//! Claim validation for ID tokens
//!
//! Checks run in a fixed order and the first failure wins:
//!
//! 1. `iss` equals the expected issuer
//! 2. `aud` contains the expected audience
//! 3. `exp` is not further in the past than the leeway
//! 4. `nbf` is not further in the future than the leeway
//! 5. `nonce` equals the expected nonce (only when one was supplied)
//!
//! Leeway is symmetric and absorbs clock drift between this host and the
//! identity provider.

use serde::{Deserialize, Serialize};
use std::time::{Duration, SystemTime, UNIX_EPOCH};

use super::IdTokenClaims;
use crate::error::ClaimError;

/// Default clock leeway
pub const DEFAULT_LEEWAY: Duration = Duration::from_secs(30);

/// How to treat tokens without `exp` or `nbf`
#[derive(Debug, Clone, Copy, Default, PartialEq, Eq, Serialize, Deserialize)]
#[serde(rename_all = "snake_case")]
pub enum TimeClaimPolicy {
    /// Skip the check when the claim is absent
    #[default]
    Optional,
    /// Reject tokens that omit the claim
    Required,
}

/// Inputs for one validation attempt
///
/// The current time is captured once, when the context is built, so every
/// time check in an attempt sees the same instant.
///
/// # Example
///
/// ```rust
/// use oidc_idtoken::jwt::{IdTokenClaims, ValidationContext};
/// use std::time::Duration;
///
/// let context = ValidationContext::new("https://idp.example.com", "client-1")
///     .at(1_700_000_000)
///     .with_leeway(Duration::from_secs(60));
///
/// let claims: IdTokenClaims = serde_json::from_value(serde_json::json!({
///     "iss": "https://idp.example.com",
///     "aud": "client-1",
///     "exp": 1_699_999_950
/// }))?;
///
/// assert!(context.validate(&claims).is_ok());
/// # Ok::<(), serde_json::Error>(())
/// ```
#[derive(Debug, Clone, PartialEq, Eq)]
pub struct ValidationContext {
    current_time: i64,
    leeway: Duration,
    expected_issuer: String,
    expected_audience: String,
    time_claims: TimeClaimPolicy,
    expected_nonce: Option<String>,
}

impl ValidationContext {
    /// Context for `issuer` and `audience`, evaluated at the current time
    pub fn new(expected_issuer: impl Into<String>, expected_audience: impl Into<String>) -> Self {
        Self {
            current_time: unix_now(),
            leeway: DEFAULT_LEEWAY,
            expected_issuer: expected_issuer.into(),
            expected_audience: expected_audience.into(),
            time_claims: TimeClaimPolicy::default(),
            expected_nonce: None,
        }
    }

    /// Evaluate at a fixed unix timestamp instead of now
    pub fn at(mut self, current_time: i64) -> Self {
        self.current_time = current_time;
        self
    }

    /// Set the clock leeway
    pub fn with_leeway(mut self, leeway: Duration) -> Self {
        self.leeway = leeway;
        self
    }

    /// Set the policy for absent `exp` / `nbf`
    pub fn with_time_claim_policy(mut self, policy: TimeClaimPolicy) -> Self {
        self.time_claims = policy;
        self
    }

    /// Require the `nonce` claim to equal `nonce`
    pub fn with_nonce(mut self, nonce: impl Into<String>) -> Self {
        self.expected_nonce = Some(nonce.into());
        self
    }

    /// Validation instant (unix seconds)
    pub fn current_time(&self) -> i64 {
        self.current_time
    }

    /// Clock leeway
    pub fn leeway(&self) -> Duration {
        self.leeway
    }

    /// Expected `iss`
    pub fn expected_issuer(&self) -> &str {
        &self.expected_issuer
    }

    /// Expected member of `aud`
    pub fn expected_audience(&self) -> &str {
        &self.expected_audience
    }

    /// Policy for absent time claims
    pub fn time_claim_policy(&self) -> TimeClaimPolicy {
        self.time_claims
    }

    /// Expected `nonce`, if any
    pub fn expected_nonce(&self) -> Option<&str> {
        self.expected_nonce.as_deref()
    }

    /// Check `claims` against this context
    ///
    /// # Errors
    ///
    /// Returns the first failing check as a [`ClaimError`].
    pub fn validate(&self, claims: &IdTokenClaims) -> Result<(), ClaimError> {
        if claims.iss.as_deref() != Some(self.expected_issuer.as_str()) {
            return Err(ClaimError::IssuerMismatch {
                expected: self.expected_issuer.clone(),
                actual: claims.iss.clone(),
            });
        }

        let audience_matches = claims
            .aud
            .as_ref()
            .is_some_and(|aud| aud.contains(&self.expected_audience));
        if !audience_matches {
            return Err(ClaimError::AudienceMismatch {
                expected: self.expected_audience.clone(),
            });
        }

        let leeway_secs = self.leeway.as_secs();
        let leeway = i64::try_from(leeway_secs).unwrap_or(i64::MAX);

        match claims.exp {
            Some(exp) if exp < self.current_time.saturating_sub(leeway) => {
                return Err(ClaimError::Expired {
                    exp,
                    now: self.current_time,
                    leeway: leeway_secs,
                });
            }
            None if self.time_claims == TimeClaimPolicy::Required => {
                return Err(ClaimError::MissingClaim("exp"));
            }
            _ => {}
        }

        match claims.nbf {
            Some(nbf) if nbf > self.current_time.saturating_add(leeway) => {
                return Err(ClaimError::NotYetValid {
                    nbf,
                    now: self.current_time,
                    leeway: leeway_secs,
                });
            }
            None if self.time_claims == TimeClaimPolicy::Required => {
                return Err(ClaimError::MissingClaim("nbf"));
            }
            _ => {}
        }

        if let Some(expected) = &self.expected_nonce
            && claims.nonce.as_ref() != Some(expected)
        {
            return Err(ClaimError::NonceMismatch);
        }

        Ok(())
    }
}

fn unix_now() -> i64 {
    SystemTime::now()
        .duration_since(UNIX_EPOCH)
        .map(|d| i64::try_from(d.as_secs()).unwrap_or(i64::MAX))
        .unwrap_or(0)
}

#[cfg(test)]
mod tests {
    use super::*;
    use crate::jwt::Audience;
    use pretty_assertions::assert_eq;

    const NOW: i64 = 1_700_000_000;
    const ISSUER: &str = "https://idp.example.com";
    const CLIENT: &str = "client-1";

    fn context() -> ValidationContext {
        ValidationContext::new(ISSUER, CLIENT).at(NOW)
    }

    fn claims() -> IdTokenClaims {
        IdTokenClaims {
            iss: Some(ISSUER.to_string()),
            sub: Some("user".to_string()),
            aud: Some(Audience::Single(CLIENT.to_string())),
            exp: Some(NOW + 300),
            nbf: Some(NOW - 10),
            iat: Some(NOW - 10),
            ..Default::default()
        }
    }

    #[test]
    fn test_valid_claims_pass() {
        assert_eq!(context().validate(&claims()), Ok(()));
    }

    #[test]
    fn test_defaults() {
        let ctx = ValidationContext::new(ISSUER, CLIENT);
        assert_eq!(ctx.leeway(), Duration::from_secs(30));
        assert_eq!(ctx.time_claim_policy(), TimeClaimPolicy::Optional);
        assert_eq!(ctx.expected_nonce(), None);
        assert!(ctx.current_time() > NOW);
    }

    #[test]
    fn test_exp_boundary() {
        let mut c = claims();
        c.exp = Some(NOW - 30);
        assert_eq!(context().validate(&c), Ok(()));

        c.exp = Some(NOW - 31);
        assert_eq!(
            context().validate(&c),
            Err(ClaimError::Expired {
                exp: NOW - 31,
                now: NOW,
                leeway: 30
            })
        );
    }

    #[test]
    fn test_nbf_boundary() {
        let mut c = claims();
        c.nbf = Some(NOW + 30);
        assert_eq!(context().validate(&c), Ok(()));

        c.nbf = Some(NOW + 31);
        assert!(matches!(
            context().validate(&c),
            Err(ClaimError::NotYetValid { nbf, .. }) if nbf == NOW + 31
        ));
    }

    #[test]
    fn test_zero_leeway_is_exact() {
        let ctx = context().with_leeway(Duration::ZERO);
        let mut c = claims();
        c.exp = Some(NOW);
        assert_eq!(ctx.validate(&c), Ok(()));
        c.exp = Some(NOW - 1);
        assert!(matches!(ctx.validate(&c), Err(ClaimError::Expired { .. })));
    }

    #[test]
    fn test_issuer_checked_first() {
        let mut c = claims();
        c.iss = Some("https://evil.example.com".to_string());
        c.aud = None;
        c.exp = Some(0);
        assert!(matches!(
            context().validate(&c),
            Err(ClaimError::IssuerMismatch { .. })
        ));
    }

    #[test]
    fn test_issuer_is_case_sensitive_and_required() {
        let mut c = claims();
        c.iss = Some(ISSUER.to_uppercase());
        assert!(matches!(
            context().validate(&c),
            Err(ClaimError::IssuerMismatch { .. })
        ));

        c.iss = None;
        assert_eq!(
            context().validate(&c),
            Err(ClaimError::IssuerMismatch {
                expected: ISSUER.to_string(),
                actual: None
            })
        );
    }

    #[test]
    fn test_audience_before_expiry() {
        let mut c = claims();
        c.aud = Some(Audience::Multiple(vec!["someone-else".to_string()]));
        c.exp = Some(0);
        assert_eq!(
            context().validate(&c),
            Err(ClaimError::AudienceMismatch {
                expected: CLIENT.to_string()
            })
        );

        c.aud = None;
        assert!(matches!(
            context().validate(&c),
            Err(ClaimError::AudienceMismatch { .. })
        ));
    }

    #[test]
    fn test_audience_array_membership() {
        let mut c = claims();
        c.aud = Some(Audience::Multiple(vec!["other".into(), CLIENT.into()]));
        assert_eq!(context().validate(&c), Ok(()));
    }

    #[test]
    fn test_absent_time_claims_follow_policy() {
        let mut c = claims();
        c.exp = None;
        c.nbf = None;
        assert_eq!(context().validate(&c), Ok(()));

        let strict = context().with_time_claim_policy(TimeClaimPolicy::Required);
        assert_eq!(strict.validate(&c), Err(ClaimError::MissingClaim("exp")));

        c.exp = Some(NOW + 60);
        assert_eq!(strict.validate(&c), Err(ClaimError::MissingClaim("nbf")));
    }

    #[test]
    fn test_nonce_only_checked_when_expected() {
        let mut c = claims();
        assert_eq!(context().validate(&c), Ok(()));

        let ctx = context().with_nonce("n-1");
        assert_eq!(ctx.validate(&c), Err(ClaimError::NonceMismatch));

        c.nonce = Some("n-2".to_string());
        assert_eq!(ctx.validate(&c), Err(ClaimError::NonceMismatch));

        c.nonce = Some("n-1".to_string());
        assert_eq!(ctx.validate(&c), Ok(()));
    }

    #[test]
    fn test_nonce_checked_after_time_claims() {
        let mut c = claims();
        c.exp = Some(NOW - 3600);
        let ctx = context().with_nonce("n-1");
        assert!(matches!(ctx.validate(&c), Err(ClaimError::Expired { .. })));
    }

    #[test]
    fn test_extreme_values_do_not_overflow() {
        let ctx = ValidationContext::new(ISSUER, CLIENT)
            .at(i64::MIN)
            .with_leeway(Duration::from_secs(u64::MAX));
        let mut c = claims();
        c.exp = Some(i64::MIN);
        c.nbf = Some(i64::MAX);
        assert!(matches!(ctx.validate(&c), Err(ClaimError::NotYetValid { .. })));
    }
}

--

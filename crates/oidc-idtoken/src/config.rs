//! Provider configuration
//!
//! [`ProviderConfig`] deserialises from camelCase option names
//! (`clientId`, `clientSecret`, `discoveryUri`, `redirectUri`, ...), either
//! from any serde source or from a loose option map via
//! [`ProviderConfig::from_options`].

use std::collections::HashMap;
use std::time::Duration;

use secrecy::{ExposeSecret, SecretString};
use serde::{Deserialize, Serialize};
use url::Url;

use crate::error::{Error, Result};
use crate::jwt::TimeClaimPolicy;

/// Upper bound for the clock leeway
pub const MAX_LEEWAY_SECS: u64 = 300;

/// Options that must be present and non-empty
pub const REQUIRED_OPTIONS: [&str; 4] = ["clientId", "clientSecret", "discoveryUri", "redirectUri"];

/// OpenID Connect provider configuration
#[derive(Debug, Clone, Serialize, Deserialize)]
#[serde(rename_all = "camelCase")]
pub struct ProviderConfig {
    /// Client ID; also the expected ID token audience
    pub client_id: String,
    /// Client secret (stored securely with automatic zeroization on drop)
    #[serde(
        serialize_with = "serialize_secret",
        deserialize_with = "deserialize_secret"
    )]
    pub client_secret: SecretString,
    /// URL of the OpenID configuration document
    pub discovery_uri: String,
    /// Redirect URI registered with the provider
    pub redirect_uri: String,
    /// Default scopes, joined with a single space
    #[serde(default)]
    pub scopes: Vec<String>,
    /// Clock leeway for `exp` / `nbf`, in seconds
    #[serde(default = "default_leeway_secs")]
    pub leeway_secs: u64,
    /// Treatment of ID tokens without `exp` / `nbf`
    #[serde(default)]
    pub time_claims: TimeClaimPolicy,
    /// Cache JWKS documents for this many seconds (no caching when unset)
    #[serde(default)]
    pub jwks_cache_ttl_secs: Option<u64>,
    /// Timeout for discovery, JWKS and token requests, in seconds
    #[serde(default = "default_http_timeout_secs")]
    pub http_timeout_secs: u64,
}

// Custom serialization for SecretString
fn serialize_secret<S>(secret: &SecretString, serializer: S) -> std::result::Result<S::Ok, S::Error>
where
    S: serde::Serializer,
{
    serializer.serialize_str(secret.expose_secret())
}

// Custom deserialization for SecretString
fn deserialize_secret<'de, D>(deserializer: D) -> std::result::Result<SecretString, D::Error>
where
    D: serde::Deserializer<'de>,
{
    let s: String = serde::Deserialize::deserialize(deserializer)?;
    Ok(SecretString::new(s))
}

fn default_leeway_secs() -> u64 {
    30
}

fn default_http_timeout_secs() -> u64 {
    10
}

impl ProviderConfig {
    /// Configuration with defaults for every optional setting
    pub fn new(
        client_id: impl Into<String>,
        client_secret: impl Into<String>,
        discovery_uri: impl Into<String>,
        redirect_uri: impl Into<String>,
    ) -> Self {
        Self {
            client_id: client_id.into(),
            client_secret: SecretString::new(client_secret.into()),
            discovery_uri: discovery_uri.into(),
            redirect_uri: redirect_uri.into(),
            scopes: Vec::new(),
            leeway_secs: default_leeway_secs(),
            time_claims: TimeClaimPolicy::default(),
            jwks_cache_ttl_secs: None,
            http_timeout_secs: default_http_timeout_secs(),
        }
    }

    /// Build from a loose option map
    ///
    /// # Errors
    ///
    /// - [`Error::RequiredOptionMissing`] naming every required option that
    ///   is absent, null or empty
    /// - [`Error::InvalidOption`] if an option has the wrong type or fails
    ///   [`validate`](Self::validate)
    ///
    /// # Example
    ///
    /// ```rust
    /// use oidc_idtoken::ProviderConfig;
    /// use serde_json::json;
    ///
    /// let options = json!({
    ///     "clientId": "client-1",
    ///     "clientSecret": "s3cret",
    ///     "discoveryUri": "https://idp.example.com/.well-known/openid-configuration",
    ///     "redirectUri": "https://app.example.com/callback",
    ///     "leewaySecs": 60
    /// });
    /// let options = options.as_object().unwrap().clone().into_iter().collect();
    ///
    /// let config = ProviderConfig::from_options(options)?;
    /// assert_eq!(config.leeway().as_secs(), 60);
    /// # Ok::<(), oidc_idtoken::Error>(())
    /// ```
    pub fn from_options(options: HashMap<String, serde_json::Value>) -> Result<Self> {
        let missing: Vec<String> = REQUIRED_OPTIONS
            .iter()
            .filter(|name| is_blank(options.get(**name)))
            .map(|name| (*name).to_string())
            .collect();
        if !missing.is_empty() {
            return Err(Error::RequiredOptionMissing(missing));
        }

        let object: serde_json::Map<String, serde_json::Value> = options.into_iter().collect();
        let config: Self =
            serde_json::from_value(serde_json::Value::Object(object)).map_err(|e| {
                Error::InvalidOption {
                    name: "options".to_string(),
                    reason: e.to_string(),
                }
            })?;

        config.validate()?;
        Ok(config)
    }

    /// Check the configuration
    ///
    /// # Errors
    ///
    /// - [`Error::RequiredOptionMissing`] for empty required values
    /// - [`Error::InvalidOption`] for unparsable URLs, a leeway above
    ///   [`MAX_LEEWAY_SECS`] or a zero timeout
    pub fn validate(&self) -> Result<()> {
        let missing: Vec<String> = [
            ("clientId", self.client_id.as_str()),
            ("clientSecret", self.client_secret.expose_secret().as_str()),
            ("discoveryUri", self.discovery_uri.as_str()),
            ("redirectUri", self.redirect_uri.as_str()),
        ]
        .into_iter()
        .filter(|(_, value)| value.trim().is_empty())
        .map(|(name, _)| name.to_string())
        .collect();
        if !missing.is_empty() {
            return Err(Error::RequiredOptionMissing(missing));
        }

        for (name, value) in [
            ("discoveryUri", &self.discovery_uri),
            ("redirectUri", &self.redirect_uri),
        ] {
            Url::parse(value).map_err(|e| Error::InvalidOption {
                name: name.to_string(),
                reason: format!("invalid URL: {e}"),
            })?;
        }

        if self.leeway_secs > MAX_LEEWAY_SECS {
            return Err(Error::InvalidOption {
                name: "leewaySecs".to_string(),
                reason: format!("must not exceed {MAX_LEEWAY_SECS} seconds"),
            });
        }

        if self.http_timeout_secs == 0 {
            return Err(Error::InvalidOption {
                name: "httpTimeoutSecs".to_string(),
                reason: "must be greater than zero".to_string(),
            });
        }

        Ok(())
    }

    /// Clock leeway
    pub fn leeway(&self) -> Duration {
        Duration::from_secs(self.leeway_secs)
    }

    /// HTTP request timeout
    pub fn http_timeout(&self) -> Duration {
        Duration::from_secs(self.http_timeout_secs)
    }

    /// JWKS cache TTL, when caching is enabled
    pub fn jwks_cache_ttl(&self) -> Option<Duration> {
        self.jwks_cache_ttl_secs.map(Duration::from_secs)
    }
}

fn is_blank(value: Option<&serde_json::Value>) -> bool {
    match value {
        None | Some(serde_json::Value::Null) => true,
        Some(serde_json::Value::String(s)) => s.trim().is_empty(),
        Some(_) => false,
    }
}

==

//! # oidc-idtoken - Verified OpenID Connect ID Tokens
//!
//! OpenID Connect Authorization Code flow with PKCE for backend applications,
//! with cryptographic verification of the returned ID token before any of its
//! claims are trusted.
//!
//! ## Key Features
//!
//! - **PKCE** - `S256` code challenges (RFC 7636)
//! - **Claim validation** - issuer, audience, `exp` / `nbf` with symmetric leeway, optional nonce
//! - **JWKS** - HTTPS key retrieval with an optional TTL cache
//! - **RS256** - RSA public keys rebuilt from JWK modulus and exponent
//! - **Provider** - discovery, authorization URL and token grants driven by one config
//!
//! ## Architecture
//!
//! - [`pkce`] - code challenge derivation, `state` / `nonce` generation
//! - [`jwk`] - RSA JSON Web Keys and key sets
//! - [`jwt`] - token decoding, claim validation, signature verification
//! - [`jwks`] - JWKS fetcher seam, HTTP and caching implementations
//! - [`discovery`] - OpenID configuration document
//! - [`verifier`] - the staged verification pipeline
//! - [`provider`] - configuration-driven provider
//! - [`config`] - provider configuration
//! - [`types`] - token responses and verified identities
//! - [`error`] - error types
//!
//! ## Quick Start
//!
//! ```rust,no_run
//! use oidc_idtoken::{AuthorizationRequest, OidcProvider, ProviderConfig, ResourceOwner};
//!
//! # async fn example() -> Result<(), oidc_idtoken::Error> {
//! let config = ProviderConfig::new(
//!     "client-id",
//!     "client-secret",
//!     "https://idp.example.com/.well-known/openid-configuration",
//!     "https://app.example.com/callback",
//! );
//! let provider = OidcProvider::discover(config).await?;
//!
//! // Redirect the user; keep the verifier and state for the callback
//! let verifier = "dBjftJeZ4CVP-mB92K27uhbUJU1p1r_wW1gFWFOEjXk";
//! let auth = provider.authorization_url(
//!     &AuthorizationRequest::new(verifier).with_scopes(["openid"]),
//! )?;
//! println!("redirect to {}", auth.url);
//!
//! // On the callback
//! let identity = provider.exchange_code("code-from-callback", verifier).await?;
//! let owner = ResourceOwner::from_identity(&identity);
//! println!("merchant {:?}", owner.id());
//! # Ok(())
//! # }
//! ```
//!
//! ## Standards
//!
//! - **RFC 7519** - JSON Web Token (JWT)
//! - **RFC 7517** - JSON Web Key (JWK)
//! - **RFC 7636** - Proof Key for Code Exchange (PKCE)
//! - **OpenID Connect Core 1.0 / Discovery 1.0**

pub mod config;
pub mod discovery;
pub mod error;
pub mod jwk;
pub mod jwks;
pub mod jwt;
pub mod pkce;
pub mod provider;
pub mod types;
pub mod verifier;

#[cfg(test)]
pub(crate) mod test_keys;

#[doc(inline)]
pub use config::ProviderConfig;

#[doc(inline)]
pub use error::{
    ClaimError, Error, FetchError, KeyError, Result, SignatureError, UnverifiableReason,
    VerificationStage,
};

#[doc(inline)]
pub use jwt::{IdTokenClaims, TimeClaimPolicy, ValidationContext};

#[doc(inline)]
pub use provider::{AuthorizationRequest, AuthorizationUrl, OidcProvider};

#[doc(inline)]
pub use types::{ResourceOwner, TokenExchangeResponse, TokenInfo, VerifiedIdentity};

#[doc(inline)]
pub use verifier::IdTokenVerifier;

Assigned task:
Find where the line with "for ID tokens" sits in the material above, then copy exactly from it through the line with "omit the claim". Add no other line.

Reply to the task:
//! Claim validation for ID tokens
//!
//! Checks run in a fixed order and the first failure wins:
//!
//! 1. `iss` equals the expected issuer
//! 2. `aud` contains the expected audience
//! 3. `exp` is not further in the past than the leeway
//! 4. `nbf` is not further in the future than the leeway
//! 5. `nonce` equals the expected nonce (only when one was supplied)
//!
//! Leeway is symmetric and absorbs clock drift between this host and the
//! identity provider.

use serde::{Deserialize, Serialize};
use std::time::{Duration, SystemTime, UNIX_EPOCH};

use super::IdTokenClaims;
use crate::error::ClaimError;

/// Default clock leeway
pub const DEFAULT_LEEWAY: Duration = Duration::from_secs(30);

/// How to treat tokens without `exp` or `nbf`
#[derive(Debug, Clone, Copy, Default, PartialEq, Eq, Serialize, Deserialize)]
#[serde(rename_all = "snake_case")]
pub enum TimeClaimPolicy {
    /// Skip the check when the claim is absent
    #[default]
    Optional,
    /// Reject tokens that omit the claim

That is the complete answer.